# Collected data
********************
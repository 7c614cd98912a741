//! Transaction manager for coordinating commit operations
//!
//! Provides atomic commit by orchestrating:
//! 1. Validation (first-committer-wins)
//! 2. WAL writing (durability)
//! 3. Storage application (visibility)
//!
//! Per spec Core Invariants:
//! - All-or-nothing commit: transaction writes either ALL succeed or ALL fail
//! - WAL before storage: durability requires WAL to be written first
//! - CommitTxn = durable: transaction is only durable when CommitTxn is in WAL
//!
//! ## Commit Sequence
//!
//! ```text
//! 1. begin_validation() - Change state to Validating
//! 2. validate_transaction() - Check for conflicts
//! 3. IF conflicts: abort() and return error
//! 4. mark_committed() - Change state to Committed
//! 5. Allocate commit_version (increment global version)
//! 6. Build TransactionPayload from write/delete/cas sets
//! 7. Append single WalRecord to segmented WAL (DURABILITY POINT)
//! 8. apply_writes() to storage - Apply to in-memory storage
//! 9. Return Ok(commit_version)
//! ```
//!
//! If crash occurs before step 7: Transaction is not durable, discarded on recovery.
//! If crash occurs after step 7: Transaction is durable, replayed on recovery.

use crate::payload::TransactionPayload;
use crate::{CommitError, TransactionContext, TransactionStatus};
use dashmap::DashMap;
use parking_lot::Mutex;
use std::sync::atomic::{AtomicU64, Ordering};
use strata_core::traits::Storage;
use strata_core::types::BranchId;
use strata_durability::format::WalRecord;
use strata_durability::now_micros;
use strata_durability::wal::WalWriter;

/// Manages transaction lifecycle and atomic commits
///
/// TransactionManager coordinates the commit protocol:
/// - Validation against current storage state
/// - WAL writing for durability
/// - Storage application for visibility
///
/// Per spec Section 6.1: Global version counter is incremented once per transaction.
/// All keys in a transaction get the same commit version.
///
/// # Thread Safety
///
/// Commits are serialized per-branch via internal locks to prevent TOCTOU
/// (time-of-check-to-time-of-use) races between validation and storage application.
/// This ensures that no other transaction on the same branch can modify storage
/// between the time we validate and the time we apply our writes.
///
/// Transactions on different branches can commit in parallel, as ShardedStore
/// maintains per-branch shards and there's no cross-branch conflict.
pub struct TransactionManager {
    /// Global version counter
    ///
    /// Monotonically increasing. Each committed transaction increments by 1.
    /// Shared across all branches for consistent MVCC ordering.
    version: AtomicU64,

    /// Next transaction ID
    ///
    /// Unique identifier for transactions. Used in WAL entries.
    next_txn_id: AtomicU64,

    /// Per-branch commit locks
    ///
    /// Prevents TOCTOU race between validation and apply within the same branch.
    /// Without this lock, the following race can occur:
    /// 1. T1 validates (succeeds, storage at v1)
    /// 2. T2 validates (succeeds, storage still at v1)
    /// 3. T1 applies (storage now at v2)
    /// 4. T2 applies (uses stale validation from step 2)
    ///
    /// Using per-branch locks allows parallel commits for different branches while
    /// still preventing TOCTOU within each branch.
    commit_locks: DashMap<BranchId, Mutex<()>>,
}

impl TransactionManager {
    /// Create a new transaction manager
    ///
    /// # Arguments
    /// * `initial_version` - Starting version (typically from recovery's final_version)
    pub fn new(initial_version: u64) -> Self {
        Self::with_txn_id(initial_version, 0)
    }

    /// Create a new transaction manager with specific starting txn_id
    ///
    /// This is used during recovery to ensure new transactions get unique IDs
    /// that don't conflict with transactions already in the WAL.
    ///
    /// # Arguments
    /// * `initial_version` - Starting version (from recovery's final_version)
    /// * `max_txn_id` - Maximum txn_id seen in WAL (new transactions start at max_txn_id + 1)
    pub fn with_txn_id(initial_version: u64, max_txn_id: u64) -> Self {
        TransactionManager {
            version: AtomicU64::new(initial_version),
            // Start next_txn_id at max_txn_id + 1 to avoid conflicts
            next_txn_id: AtomicU64::new(max_txn_id + 1),
            commit_locks: DashMap::new(),
        }
    }

    /// Get current global version
    pub fn current_version(&self) -> u64 {
        self.version.load(Ordering::SeqCst)
    }

    /// Allocate next transaction ID
    ///
    /// # Panics
    ///
    /// Panics if the transaction ID counter reaches `u64::MAX` (overflow).
    pub fn next_txn_id(&self) -> u64 {
        self.next_txn_id
            .fetch_update(Ordering::SeqCst, Ordering::SeqCst, |v| v.checked_add(1))
            .expect("transaction ID overflow: u64::MAX reached")
    }

    /// Allocate next commit version (increment global version)
    ///
    /// Per spec Section 6.1: Version incremented ONCE for the whole transaction.
    ///
    /// # Version Gaps
    ///
    /// Version gaps may occur if a transaction fails after version allocation
    /// but before successful commit (e.g., WAL write failure). Consumers should
    /// not assume version numbers are contiguous. A gap means the version was
    /// allocated but no data was committed with that version.
    ///
    /// This is by design - version allocation is atomic and non-blocking,
    /// while failure handling during commit does not attempt to "return"
    /// the allocated version.
    ///
    /// # Panics
    ///
    /// Panics if the version counter reaches `u64::MAX` (overflow).
    pub fn allocate_version(&self) -> u64 {
        self.version
            .fetch_update(Ordering::SeqCst, Ordering::SeqCst, |v| v.checked_add(1))
            .expect("version counter overflow: u64::MAX reached")
            + 1
    }

    /// Commit a transaction atomically
    ///
    /// Per spec Core Invariants:
    /// - Validates transaction (first-committer-wins)
    /// - Writes to WAL for durability (when WAL is provided)
    /// - Applies to storage only after WAL is durable
    /// - All-or-nothing: either all writes succeed or transaction aborts
    ///
    /// # Arguments
    /// * `txn` - Transaction to commit (must be in Active state)
    /// * `store` - Storage to validate against and apply writes to
    /// * `wal` - Optional WAL for durability. Pass `None` for ephemeral databases
    ///           or when durability is not required (DurabilityMode::Cache).
    ///
    /// # Returns
    /// - Ok(commit_version) on success
    /// - Err(CommitError) if validation fails or WAL write fails
    ///
    /// # Commit Sequence
    ///
    /// 1. Acquire per-branch commit lock (prevents TOCTOU race within same branch)
    /// 2. Validate and mark committed (in-memory state transition)
    /// 3. Allocate commit version
    /// 4. Write to WAL if provided (BeginTxn, operations, CommitTxn)
    /// 5. Apply writes to storage
    /// 6. Release commit lock
    /// 7. Return commit version
    ///
    /// When `wal` is `None`, steps 4 is skipped entirely. The transaction is
    /// still validated and applied to storage, but without durability guarantees.
    ///
    /// # Thread Safety
    ///
    /// Per-branch commit locks ensure that validation and apply happen atomically
    /// with respect to other transactions on the same branch. This prevents the
    /// TOCTOU race where validation passes but storage changes before apply.
    ///
    /// Transactions on different branches can commit in parallel.
    pub fn commit<S: Storage>(
        &self,
        txn: &mut TransactionContext,
        store: &S,
        mut wal: Option<&mut WalWriter>,
    ) -> std::result::Result<u64, CommitError> {
        // Acquire per-branch commit lock to prevent TOCTOU race between validation and apply
        // This ensures no other transaction on the same branch can modify storage between
        // our validation check and our apply_writes call.
        // Transactions on different branches can proceed in parallel.
        let branch_lock = self
            .commit_locks
            .entry(txn.branch_id)
            .or_insert_with(|| Mutex::new(()));
        let _commit_guard = branch_lock.lock();

        // Step 1: Validate and mark committed (in-memory)
        // This performs: Active → Validating → Committed
        // Or: Active → Validating → Aborted (if conflicts detected)
        txn.commit(store)?;

        // At this point, transaction is in Committed state
        // but NOT yet durable (not in WAL)

        // Step 2: Allocate commit version
        let commit_version = self.allocate_version();

        // Step 3: Write to WAL (durability) - only for transactions with mutations
        // Skip WAL for read-only transactions (no writes, deletes, CAS ops, or JSON patches)
        let has_mutations = !txn.is_read_only() || !txn.json_writes().is_empty();
        if has_mutations {
            if let Some(wal) = wal.as_mut() {
                let payload = TransactionPayload::from_transaction(txn, commit_version);
                let record = WalRecord::new(
                    txn.txn_id,
                    *txn.branch_id.as_bytes(),
                    now_micros(),
                    payload.to_bytes(),
                );

                if let Err(e) = wal.append(&record) {
                    txn.status = TransactionStatus::Aborted {
                        reason: format!("WAL write failed: {}", e),
                    };
                    return Err(CommitError::WALError(e.to_string()));
                }

                // DURABILITY POINT: Transaction is now durable
                // Even if we crash after this, recovery will replay from WAL
            }
        }

        // Step 4: Apply to storage
        if let Err(e) = txn.apply_writes(store, commit_version) {
            if wal.is_some() {
                // WAL says committed but storage failed - serious error
                // Log error but return success since WAL is authoritative
                // Recovery will replay the transaction anyway
                tracing::error!(
                    txn_id = txn.txn_id,
                    commit_version = commit_version,
                    error = %e,
                    "Storage application failed after WAL commit - will be recovered on restart"
                );
            } else {
                // No WAL - storage failure means data loss, return error
                txn.status = TransactionStatus::Aborted {
                    reason: format!("Storage application failed: {}", e),
                };
                return Err(CommitError::WALError(format!(
                    "Storage application failed (no WAL): {}",
                    e
                )));
            }
        }

        // Step 5: Return commit version
        Ok(commit_version)
    }

    /// Remove the per-branch commit lock for a deleted branch.
    ///
    /// Called during branch deletion to prevent unbounded growth of the
    /// `commit_locks` map. Safe to call even if no lock exists for the branch.
    ///
    /// # Safety
    ///
    /// This should only be called after the branch has been fully deleted
    /// and no further transactions will target it. If a concurrent transaction
    /// is in-flight for this branch, the lock will be lazily re-created on
    /// next commit (via `or_insert_with` in `commit()`).
    pub fn remove_branch_lock(&self, branch_id: &BranchId) {
        self.commit_locks.remove(branch_id);
    }
}

impl Default for TransactionManager {
    fn default() -> Self {
        Self::new(0)
    }
}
********************
# Your goal
Copy the records above exactly, from the first line through the line containing "or ALL fail", and include nothing else.

# Your solution
repository 7c614cd98912a741
//! Transaction manager for coordinating commit operations
//!
//! Provides atomic commit by orchestrating:
//! 1. Validation (first-committer-wins)
//! 2. WAL writing (durability)
//! 3. Storage application (visibility)
//!
//! Per spec Core Invariants:
//! - All-or-nothing commit: transaction writes either ALL succeed or ALL fail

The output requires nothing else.